START Records shown
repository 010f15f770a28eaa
pub mod http;
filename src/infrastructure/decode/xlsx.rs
// ============================================================
// WORKBOOK DECODER
// ============================================================
// Reads every sheet of an .xls/.xlsx upload into a cell grid with
// cells classified text / numeric / blank, the only distinction the
// header heuristic needs. No formulas, styles or merged-cell
// resolution: each cell flattens to what it displays as.

use std::io::Cursor;

use calamine::{open_workbook_auto_from_rs, Data, Range, Reader};

use crate::domain::error::{AppError, Result};
use crate::domain::grid::{Cell, CellGrid};

#[derive(Debug)]
pub struct DecodedSheet {
    pub name: String,
    pub grid: CellGrid,
}

/// Decode all sheets of a workbook, in workbook order.
pub fn decode_workbook(bytes: &[u8]) -> Result<Vec<DecodedSheet>> {
    let cursor = Cursor::new(bytes.to_vec());
    let mut workbook = open_workbook_auto_from_rs(cursor)
        .map_err(|e| AppError::ParseError(format!("Failed to open workbook: {}", e)))?;

    Ok(workbook
        .worksheets()
        .into_iter()
        .map(|(name, range)| DecodedSheet {
            grid: grid_from_range(&range),
            name,
        })
        .collect())
}

fn grid_from_range(range: &Range<Data>) -> CellGrid {
    CellGrid::new(
        range
            .rows()
            .map(|row| row.iter().map(cell_from_data).collect())
            .collect(),
    )
}

fn cell_from_data(data: &Data) -> Cell {
    match data {
        Data::Empty => Cell::Blank,
        Data::String(s) => Cell::Text(s.clone()),
        Data::Float(f) => Cell::Number(*f),
        Data::Int(i) => Cell::Number(*i as f64),
        // Excel stores dates as day serials; they count as numeric
        // content for header detection, like any other number.
        Data::DateTime(dt) => Cell::Number(dt.as_f64()),
        Data::DateTimeIso(s) => Cell::Text(s.clone()),
        Data::DurationIso(s) => Cell::Text(s.clone()),
        Data::Bool(b) => Cell::Text(if *b { "TRUE" } else { "FALSE" }.to_string()),
        Data::Error(_) => Cell::Blank,
    }
}

#[cfg(test)]
mod tests {
    use super::*;

    #[test]
    fn test_cell_classification_from_workbook_data() {
        assert_eq!(cell_from_data(&Data::Empty), Cell::Blank);
        assert_eq!(
            cell_from_data(&Data::String("Nota".into())),
            Cell::Text("Nota".into())
        );
        assert_eq!(cell_from_data(&Data::Float(8.5)), Cell::Number(8.5));
        assert_eq!(cell_from_data(&Data::Int(120)), Cell::Number(120.0));
        assert_eq!(
            cell_from_data(&Data::Bool(true)),
            Cell::Text("TRUE".into())
        );
    }

    #[test]
    fn test_garbage_bytes_are_a_parse_error() {
        let err = decode_workbook(b"definitely not a workbook").unwrap_err();
        assert!(matches!(err, AppError::ParseError(_)));
    }
}
// ============================================================
// CELL GRID
// ============================================================
// Decoded sheet content, one classified cell per position.
// Immutable once built by a decoder.

/// A single spreadsheet cell, already classified by the decoder.
#[derive(Debug, Clone, PartialEq)]
pub enum Cell {
    Text(String),
    Number(f64),
    Blank,
}

impl Cell {
    /// Text cell with non-whitespace content. Header detection only
    /// counts these, never numbers rendered as strings.
    pub fn is_text(&self) -> bool {
        matches!(self, Cell::Text(s) if !s.trim().is_empty())
    }

    pub fn is_numeric(&self) -> bool {
        matches!(self, Cell::Number(_))
    }

    /// Cell content flattened to display text, trimmed.
    pub fn display(&self) -> String {
        match self {
            Cell::Text(s) => s.trim().to_string(),
            Cell::Number(n) => {
                if n.fract() == 0.0 && n.abs() < 1e15 {
                    format!("{}", *n as i64)
                } else {
                    format!("{}", n)
                }
            }
            Cell::Blank => String::new(),
        }
    }
}

/// A rectangular-ish grid of cells. Rows may have different lengths;
/// positions past the end of a row read as blank.
#[derive(Debug, Clone, Default)]
pub struct CellGrid {
    rows: Vec<Vec<Cell>>,
}

impl CellGrid {
    pub fn new(rows: Vec<Vec<Cell>>) -> Self {
        Self { rows }
    }

    pub fn row_count(&self) -> usize {
        self.rows.len()
    }

    pub fn row(&self, index: usize) -> Option<&[Cell]> {
        self.rows.get(index).map(|r| r.as_slice())
    }

    /// Cell at (row, col); missing positions are blank.
    pub fn cell(&self, row: usize, col: usize) -> &Cell {
        self.rows
            .get(row)
            .and_then(|r| r.get(col))
            .unwrap_or(&Cell::Blank)
    }

    /// Widest row in the grid.
    pub fn max_cols(&self) -> usize {
        self.rows.iter().map(|r| r.len()).max().unwrap_or(0)
    }
}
END Records shown
• [Activity]: From the entries, copy every line in which the string "crate" can be found.

• [Output for this task]:
use crate::domain::error::{AppError, Result};
use crate::domain::grid::{Cell, CellGrid};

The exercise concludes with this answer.